Leia com atenção o texto do historiador inglês contemporâneo M.I. Finley sobre a escravidão na Antiguidade, baseado em relato de Aulo Caprélio Timótero, um mercador de escravos da época, e responda às questões propostas.

Inevitavelmente, os gregos e romanos também tentaram justificar a escravião com base numa inferioridade natural dos escravos. A tentativa fracassou por diversas razões. Em primeiro lugar, havia uma minoria muito grande a quem tal teoria não se aplicava. Por exemplo, após derrotarem os cartigineses de Aníbal, os romanos voltaram-se para o leste e conquistaram o mundo grego, trazendo para a Itália centenas de milhares de prisioneiros no decorrer dos dois séculos seguintes. Esta invasão grega involuntária teve como um de seus efeitos uma verdadeira revolução cultural. "A Grécia cativa cativou seu rude conquistador", disse o poeta romano Horácio; e era evidentemente impossível aplicar a doutrina da inferioridade natural (que poderia até servir na caso dos germanos) a um povo que lhes fornecia a maior parte dos professores, e que introduziu a filosofia, o teatro e o que havia de melhor em escultura e arquitetura no seio de uma sociedade que anteriormente não demonstrara possuir virtudes voltadas para tais interesses.

Em segundo lugar, a prática de libertar escravos como recompensa pelo serviço fiel era bastante disseminada na Antiguidade, ocorrendo com maior freqüência, talvez, no leito de morte. Não havia leis que regulamentassem a prática, mas podemos ter uma idéia das proporções que atingiu através de um dos decretos do primeiro imperador romano, Augusto. Ele tentou conter as libertações concedidas no leito de morte, provavelmente para proteger os direitos dos herdeiros; estabeleceu então uma escala móvel, segundo a qual nenhum homem poderia libertar mais que cem escravos em seu testamento. Após séculos de contínua alforria, quem poderia distinguir os "naturalmente superiores" dos "naturalmente inferiores" entre os habitantes dos cidades gregas e romanas (especialmente quando não havia nenhuma diferença na cor da pele)?

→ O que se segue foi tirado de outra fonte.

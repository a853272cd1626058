// Copyright (c) 2026 ALAS Technology. MIT License.
// See LICENSE for details.

//! # Prometheus Metrics
//!
//! Node gauges, scraped at `/metrics`. Values are read from the running node
//! at scrape time, so no background task keeps them fresh.
//!
//! All metrics live in a dedicated [`prometheus::Registry`] with the
//! `minichain` prefix.

use std::sync::Arc;

use prometheus::{Encoder, IntGauge, Registry, TextEncoder};

use minichain_protocol::network::NodeHandle;

#[derive(Clone)]
pub struct NodeMetrics {
    registry: Registry,
    /// Current ledger height.
    pub block_height: IntGauge,
    /// Transactions waiting in the mempool.
    pub transactions_in_mempool: IntGauge,
    /// Peers connected over every transport.
    pub connected_peers: IntGauge,
}

pub type SharedMetrics = Arc<NodeMetrics>;

impl NodeMetrics {
    /// Creates and registers all metrics. Call once at startup.
    pub fn new() -> Result<Self, prometheus::Error> {
        let registry = Registry::new_custom(Some("minichain".into()), None)?;

        let block_height = IntGauge::new("block_height", "Height of the ledger tip")?;
        registry.register(Box::new(block_height.clone()))?;

        let transactions_in_mempool = IntGauge::new(
            "transactions_in_mempool",
            "Current number of pending transactions in the mempool",
        )?;
        registry.register(Box::new(transactions_in_mempool.clone()))?;

        let connected_peers = IntGauge::new("connected_peers", "Number of connected peers")?;
        registry.register(Box::new(connected_peers.clone()))?;

        Ok(Self {
            registry,
            block_height,
            transactions_in_mempool,
            connected_peers,
        })
    }

    /// Copies the node's current numbers into the gauges.
    pub fn observe(&self, node: &NodeHandle) {
        self.block_height.set(i64::from(node.height()));
        self.transactions_in_mempool.set(node.mempool_len() as i64);
        self.connected_peers.set(node.peer_count() as i64);
    }

    /// Encodes all registered metrics into the Prometheus text exposition format.
    pub fn encode(&self) -> Result<String, prometheus::Error> {
        let mut buffer = Vec::new();
        TextEncoder::new().encode(&self.registry.gather(), &mut buffer)?;
        Ok(String::from_utf8_lossy(&buffer).into_owned())
    }
}
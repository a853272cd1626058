// Copyright (c) 2026 ALAS Technology. MIT License.
// See LICENSE for details.

//! # Contract State
//!
//! Flat key/value store that contract programs write into with the `store`
//! opcode and read back with `get`. Keys are arbitrary byte strings (usually
//! short ASCII names packed on the operand stack), values are raw bytes.
//!
//! The store is owned by the ledger and lives as long as the node process.
//! It has no influence on block validation.

use std::collections::HashMap;

use thiserror::Error;
use tracing::debug;

/// Errors raised by [`ContractState`] lookups.
#[derive(Debug, Clone, PartialEq, Eq, Error)]
pub enum StateError {
    #[error("contract state key not found: {0}")]
    KeyNotFound(String),
}

/// In-memory contract key/value state.
#[derive(Debug, Clone, Default, PartialEq, Eq)]
pub struct ContractState {
    data: HashMap<Vec<u8>, Vec<u8>>,
}

impl ContractState {
    /// Creates an empty state.
    pub fn new() -> Self {
        Self::default()
    }

    /// Inserts or overwrites `key`.
    pub fn put(&mut self, key: Vec<u8>, value: Vec<u8>) {
        debug!(key = %String::from_utf8_lossy(&key), len = value.len(), "contract state put");
        self.data.insert(key, value);
    }

    /// Returns the value stored under `key`.
    pub fn get(&self, key: &[u8]) -> Result<&[u8], StateError> {
        self.data
            .get(key)
            .map(Vec::as_slice)
            .ok_or_else(|| StateError::KeyNotFound(String::from_utf8_lossy(key).into_owned()))
    }

    /// Removes `key`, returning the previous value if there was one.
    pub fn delete(&mut self, key: &[u8]) -> Option<Vec<u8>> {
        let removed = self.data.remove(key);
        if removed.is_none() {
            debug!(key = %String::from_utf8_lossy(key), "delete of missing contract key");
        }
        removed
    }

    /// Number of stored keys.
    pub fn len(&self) -> usize {
        self.data.len()
    }

    /// True if nothing has been stored yet.
    pub fn is_empty(&self) -> bool {
        self.data.is_empty()
    }
}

[...]Os escravos, enquanto mercadoria, criavam problemas singulares para os

comerciantes. Nas grandes cidades, ao que tudo indica, havia lojas que vendiam escravos: em Roma, na época de Nero, elas se concentravam nas imediações do templo do Castor, no Fórum. Mas eram a exceção. Não era possível ter sempre à mão, como uma mercadoria comum, um estoque de gladiadores, pedagogos, músicos, artesãos especializados, mineiros, crianças novas, mulheres para bordéis ou concubinato. O comércio de escravos sempre foi conduzido de forma especial, e o mundo antigo não foi exceção. Por um lado, havia os grandes mercados de escravos onde, provavelmente em datas prefixadas, negociantes e intermediários podiam encontrar grandes estoques à venda. Alguns centros localizavam-se nas cidades maiores, como Bizâncio, Éfeso ou Quios, mas havia mercados menores que também eram importantes, como Titoréia, na Grécia central, onde se realizava a cada seis meses uma grande venda de escravos por ocasião dos festivais em homenagem à deusa Ísis. Por outro lado, mercadores itinerantes levavam seus escravos onde quer que existissem consumidores em potencial: praças fortes, feiras interioranas, e muito mais.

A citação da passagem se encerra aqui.